Initially, police said the explosions could be an act of “terrorism” but an investigation later concluded that short circuits were the cause, a police statement released on Tuesday said.
Nasir Mahmood Satti, a district police chief, also confirmed there was no attack.
Police and government officials attended a collective funeral on Tuesday for the officers killed in the blasts.
The Associated Press news agency’s images from the counterterrorism facility showed destroyed cars and downed trees at the site, which also houses a police station and the headquarters of a reserve police force.
Police said the short circuit in a basement storing “grenades and other explosives” was the cause of the blasts.
“It was like hell let loose on me,” said Abbas Khan, 21, who had parked his car near the police station.
He said a thick cloud of dust and smoke engulfed the entire area, making it difficult to breathe.
The explosion rained pieces of munitions on nearby houses and streets.

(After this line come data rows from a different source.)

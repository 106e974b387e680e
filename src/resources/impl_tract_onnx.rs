use crate::config::{Config, TensorLayout};
use crate::resources::interface::Model;
use std::path::Path;
use tract_onnx::prelude::tract_ndarray::Array4;
use tract_onnx::prelude::*;
use tract_onnx::tract_hir::infer::GenericFactoid;

/// An ONNX classifier run by tract, with its input fixed to a single-image batch.
pub struct ModelTractOnnx {
    plan: SimplePlan<TypedFact, Box<dyn TypedOp>, TypedModel>,
    input_shape: (u32, u32),
    num_classes: usize,
}

impl ModelTractOnnx {
    /// Spatial dims the graph declares win over `config.input_shape`; the
    /// configured ones only fill in what the graph leaves symbolic.
    pub fn load(model_path: &Path, config: &Config) -> TractResult<Self> {
        let model = tract_onnx::onnx().model_for_path(model_path)?;

        let input_shape = declared_input_shape(model.input_fact(0)?, config)?;
        let (height, width) = input_shape;
        let batch_shape = config
            .tensor_layout
            .batch_shape(height as usize, width as usize);

        let plan = model
            .with_input_fact(0, f32::fact(batch_shape).into())?
            .into_optimized()?
            .into_runnable()?;

        let output_fact = plan.model().output_fact(0)?;
        let num_classes = output_fact
            .shape
            .as_concrete()
            .map(|shape| shape.iter().product::<usize>())
            .ok_or_else(|| {
                TractError::msg(format!(
                    "model output shape {:?} is not fixed",
                    output_fact.shape
                ))
            })?;

        Ok(Self {
            plan,
            input_shape,
            num_classes,
        })
    }
}

fn declared_input_shape(fact: &InferenceFact, config: &Config) -> TractResult<(u32, u32)> {
    if fact.shape.is_open() {
        return Ok(config.input_shape);
    }

    let dims: Vec<Option<u32>> = fact.shape.dims().map(fixed_dim).collect();
    let (height, width) = config.tensor_layout.spatial_dims(&dims).ok_or_else(|| {
        TractError::msg(format!(
            "model input shape {:?} is not an image batch",
            fact.shape
        ))
    })?;

    let channels = match config.tensor_layout {
        TensorLayout::Nhwc => dims[3],
        TensorLayout::Nchw => dims[1],
    };
    if channels.is_some_and(|channels| channels != 3) {
        return Err(TractError::msg(format!(
            "model input shape {:?} does not take 3 channels in {:?} layout",
            fact.shape, config.tensor_layout
        )));
    }

    let (configured_height, configured_width) = config.input_shape;
    Ok((
        height.unwrap_or(configured_height),
        width.unwrap_or(configured_width),
    ))
}

fn fixed_dim(dim: &GenericFactoid<TDim>) -> Option<u32> {
    match dim {
        GenericFactoid::Only(TDim::Val(value)) => u32::try_from(*value).ok(),
        _ => None,
    }
}

impl Model for ModelTractOnnx {
    fn input_shape(&self) -> (u32, u32) {
        self.input_shape
    }

    fn num_classes(&self) -> usize {
        self.num_classes
    }

    fn forward(&self, batch: Array4<f32>) -> Result<Vec<f32>, Box<dyn std::error::Error + Send + Sync>> {
        let outputs = self.plan.run(tvec!(batch.into_tensor().into_tvalue()))?;
        let scores = outputs[0].to_array_view::<f32>()?;

        Ok(scores.iter().copied().collect())
    }
}
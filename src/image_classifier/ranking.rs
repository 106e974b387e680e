use crate::config::ScoreMode;

const DISTRIBUTION_TOLERANCE: f32 = 1e-3;

pub fn apply_score_mode(scores: Vec<f32>, mode: ScoreMode) -> Vec<f32> {
    match mode {
        ScoreMode::Raw => scores,
        ScoreMode::Softmax => softmax(&scores),
    }
}

pub fn softmax(scores: &[f32]) -> Vec<f32> {
    let max = scores.iter().copied().fold(f32::NEG_INFINITY, f32::max);
    let exps: Vec<f32> = scores.iter().map(|score| (score - max).exp()).collect();
    let sum: f32 = exps.iter().sum();

    exps.into_iter().map(|value| value / sum).collect()
}

/// True when the scores already look like probabilities.
pub fn is_distribution(scores: &[f32]) -> bool {
    let in_range = scores
        .iter()
        .all(|score| (-DISTRIBUTION_TOLERANCE..=1.0 + DISTRIBUTION_TOLERANCE).contains(score));
    let sum: f32 = scores.iter().sum();

    in_range && (sum - 1.0).abs() <= DISTRIBUTION_TOLERANCE * scores.len().max(1) as f32
}

/// Indices of the `k` highest scores, best first. Ties keep the lower index first;
/// NaN ranks below every number.
pub fn top_k(scores: &[f32], k: usize) -> Vec<(usize, f32)> {
    let mut ranked: Vec<(usize, f32)> = scores.iter().copied().enumerate().collect();
    ranked.sort_by(|a, b| rank_key(b.1).total_cmp(&rank_key(a.1)));
    ranked.truncate(k);
    ranked
}

fn rank_key(score: f32) -> f32 {
    if score.is_nan() {
        f32::NEG_INFINITY
    } else {
        score
    }
}
use image::imageops::FilterType;
use std::path::PathBuf;

/// Memory order of the batch tensor handed to the model.
#[derive(Debug, Clone, Copy, PartialEq, Eq)]
pub enum TensorLayout {
    /// `[1, height, width, 3]`, the layout Keras exports keep.
    Nhwc,
    /// `[1, 3, height, width]`.
    Nchw,
}

impl TensorLayout {
    pub fn batch_shape(&self, height: usize, width: usize) -> [usize; 4] {
        match self {
            TensorLayout::Nhwc => [1, height, width, 3],
            TensorLayout::Nchw => [1, 3, height, width],
        }
    }

    /// Spatial `(height, width)` entries of a rank-4 batch shape in this layout.
    pub fn spatial_dims<T: Copy>(&self, shape: &[T]) -> Option<(T, T)> {
        if shape.len() != 4 {
            return None;
        }
        match self {
            TensorLayout::Nhwc => Some((shape[1], shape[2])),
            TensorLayout::Nchw => Some((shape[2], shape[3])),
        }
    }
}

/// How raw model outputs become confidences.
#[derive(Debug, Clone, Copy, PartialEq, Eq)]
pub enum ScoreMode {
    /// Scores are used as emitted by the model.
    Raw,
    /// Scores are passed through a softmax first.
    Softmax,
}

#[derive(Debug, Clone)]
pub struct Config {
    pub model_path: PathBuf,
    pub label_mapping_path: PathBuf,
    /// (height, width)
    pub input_shape: (u32, u32),
    pub tensor_layout: TensorLayout,
    pub resize_filter: FilterType,
    pub top_k: usize,
    pub score_mode: ScoreMode,
    pub supported_extensions: Vec<String>,
    pub window_title: String,
    pub window_size: [f32; 2],
    pub logger_timezone: chrono::FixedOffset,
}

impl Default for Config {
    fn default() -> Self {
        Self {
            model_path: PathBuf::from("best_model.onnx"),
            label_mapping_path: PathBuf::from("class_indices.json"),
            input_shape: (224, 224),
            tensor_layout: TensorLayout::Nhwc,
            resize_filter: FilterType::CatmullRom,
            top_k: 3,
            score_mode: ScoreMode::Raw,
            supported_extensions: vec!["jpg".to_string(), "jpeg".to_string(), "png".to_string()],
            window_title: "Vehicle Type Classification".to_string(),
            window_size: [1100.0, 720.0],
            logger_timezone: local_offset(),
        }
    }
}

impl Config {
    pub fn is_supported_file_name(&self, name: &str) -> bool {
        std::path::Path::new(name)
            .extension()
            .and_then(|ext| ext.to_str())
            .map(|ext| {
                self.supported_extensions
                    .iter()
                    .any(|supported| supported.eq_ignore_ascii_case(ext))
            })
            .unwrap_or(false)
    }
}

fn local_offset() -> chrono::FixedOffset {
    *chrono::Local::now().offset()
}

“Three hundred kilogrammes [660 pounds] of explosives – including anti-tank and anti-personnel mines, artillery shells and mortars – were stored in the basement in addition to improvised explosive devices and suicide vests that had been recovered from the custody of terrorists,” Khalid Sohail, a senior officer in the local counterterrorism department, told the AFP news agency.
The district of Swat lies at the centre of the picturesque Swat Valley, once the stronghold of the Pakistani Taliban. The military carried out a massive operation there in 2007 and later claimed to have routed the group’s fighters and restored peace. However, attacks have persisted.
The Pakistani Taliban – also known as Tehreek-e-Taliban Pakistan, or TTP – said their fighters attacked a security checkpoint on the outskirts of Peshawar, the provincial capital, on Monday night.
There was no confirmation of any attack from the authorities.
The Pakistani Taliban are separate but allied with the Afghan Taliban, who seized power in Afghanistan for a second time in August 2021. The takeover has emboldened the TTP, which has stepped up its attacks in recent months.
The TTP was founded in 2007 when Pakistani nationals fighting alongside the Taliban in Afghanistan splintered off to focus attacks on Pakistan. They were meant as retaliation for its government supporting the US invasion of the neighbouring country after the 9/11 attacks in 2001 in the United States.